众人赶忙上前。忽地一阵风浪袭来,船身剧烈颠簸,甲板上的人皆是一颤。金坠被那醉鬼逼到舷边,一个趔趄倚在了桅杆上。那醉鬼趁势捉住她的胳膊,瞧见她腕上那只晶莹的翡翠镯子,两眼放光,便要伸手去摘。
金坠岂能让他染指这爱物,当即拼命挣脱。风浪拍船,只听一记清响,那只翡翠镯子在拉扯中从她腕上脱下,落在了甲板边缘。
她惊呼一声,俯身去拾。提篮中最后的那条鱼儿却受了惊,挣扎着从篮中跳出,甩着尾儿跃下船舷,将那只镯子扫入湖里,搅起一叠清涟——
玉石的清光与鱼鳞的金光在正午艳阳下交相辉映。一霎时,光华大炽,耀人眼目,须臾隐没于万顷波涛中。
风过浪平,万籁归寂。金坠凭栏呆望着碎镜般粼粼重圆的水面,刹那间竟如神魂出窍,纵身跃下船舷——
作者有话说:注释:
【1】佛经引文出自《妙法莲华经观世音菩萨普门品》
第49章 南国玉(上) 一段沉于水底的往事……
金坠不明白一切是如何发生的。残存的意念像一块巨石, 拖着她沉入水中,被无数乱发般的荇藻死死缠住,几近窒息。

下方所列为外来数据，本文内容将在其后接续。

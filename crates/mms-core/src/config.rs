//! Run configuration.

use crate::error::{MmsError, MmsResult, check_rate};
use crate::Rounding;

/// Parameters of one M/M/s experiment.
///
/// Typically built in code via [`SimConfig::reference`] and struct-update
/// syntax, or loaded from JSON by the application crate (with the `serde`
/// feature).  Each config with a given `server_count` is an independent,
/// freshly seeded experiment.
#[derive(Clone, Debug, PartialEq)]
#[cfg_attr(feature = "serde", derive(serde::Serialize, serde::Deserialize))]
#[cfg_attr(feature = "serde", serde(default))]
pub struct SimConfig {
    /// Number of homogeneous servers `s`.  Must be ≥ 1.
    pub server_count: u32,

    /// Arrival rate λ, entities per tick.
    pub arrival_rate: f64,

    /// Per-server service rate ν, entities per tick.
    pub service_rate: f64,

    /// Number of entities `N` to simulate.  Must be ≥ 1.
    pub entity_count: u32,

    /// Maximum tolerable number of entities in the system.  Occupancy at or
    /// above `queue_length_limit + 1` counts as a violation.
    pub queue_length_limit: u32,

    /// Largest acceptable violation fraction.  Default: 0.05.
    pub target_probability: f64,

    /// Master RNG seed.  The same seed always produces identical results.
    pub seed: u64,

    /// How continuous variates become whole ticks.
    pub rounding: Rounding,
}

impl SimConfig {
    /// The reference scenario: 4 arrivals per minute, 0.25 services per
    /// minute per server, 1 000 customers, at most 50 in the system 95 % of
    /// the time, on 17 servers.  One tick is one second.
    pub fn reference() -> Self {
        Self {
            server_count:       17,
            arrival_rate:       4.0 / 60.0,
            service_rate:       0.25 / 60.0,
            entity_count:       1_000,
            queue_length_limit: 50,
            target_probability: 0.05,
            seed:               0,
            rounding:           Rounding::Ceil,
        }
    }

    /// Occupancy level `P` that counts as a violation.
    #[inline]
    pub fn threshold(&self) -> u32 {
        self.queue_length_limit + 1
    }

    /// Offered load `λ / ν` in Erlangs.
    #[inline]
    pub fn offered_load(&self) -> f64 {
        self.arrival_rate / self.service_rate
    }

    /// Check every parameter.  Called once before any event processing.
    pub fn validate(&self) -> MmsResult<()> {
        if self.server_count < 1 {
            return Err(MmsError::invalid("server_count", "must be at least 1"));
        }
        if self.entity_count < 1 {
            return Err(MmsError::invalid("entity_count", "must be at least 1"));
        }
        check_rate("arrival_rate", self.arrival_rate)?;
        check_rate("service_rate", self.service_rate)?;
        if !(0.0..=1.0).contains(&self.target_probability) {
            return Err(MmsError::invalid(
                "target_probability",
                format!("must lie in [0, 1], got {}", self.target_probability),
            ));
        }
        Ok(())
    }
}

impl Default for SimConfig {
    fn default() -> Self {
        Self::reference()
    }
}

冰冷的湖水猛灌入七窍, 恍惚之间,只见湖心的三座石塔无言耸立, 如三座须弥高山镇压于身。一道光亮自天而降, 透过三塔的圆环, 在湖中投下三十三个月轮似的倒影。
潇潇水声之中, 耳闻一个梵呗似的低音念诵:“生死为海, 三宝为船。众生皈依,即登彼岸……”
在那许多个月影之中,是她丢失的那枚翡翠镯。清凛凛的寒光穿透水底黑暗, 雪刃一般, 斩杀三千沉沦恶业。那光环引人不假思索地伸出手去,仿佛那便是天边之月的真如实相。
金坠竭力向着那光环而去,几近唾手可得,却抓了个空。这梦魇似的感触她曾切身经历过的。此刻, 在她的肉身无助地沉入水底时, 沉寂日久的回忆却如离魂轻烟浮出水面。她再次回到了许多年前的那一天——
都说人将死之际, 眼前会如转鹭灯般掠过一生中最难忘的幸福场景。对金坠而言,那样的日子屈指可数。在那些泥沼般的过往之中,十四岁那年的生日, 便是此刻唯一浮现的画面。只是,那光辉流溢的至幸时刻有着一个至暗的开幕。
八年前的今日, 本是她及笄成人之日,却险些成为生命中的最后一日。
那日,正巧叔母族中有新生儿办满月酒, 一家人倾巢而出,便推迟了她的及笄礼。她求之不得,待家人前脚一出门,便背上早已打好的行囊,从后门溜出府去。临行前,偷潜入长姊金幸屋中,取出她高搁在妆匣中的一对如意金镯。
那金镯子是宫里的时新造物,价值不菲,足以做她一路去往蜀地为母亲扫墓的盘缠。她将那对镯子藏在身上,反复告诉自己,她只是拿回了本属于自己的东西。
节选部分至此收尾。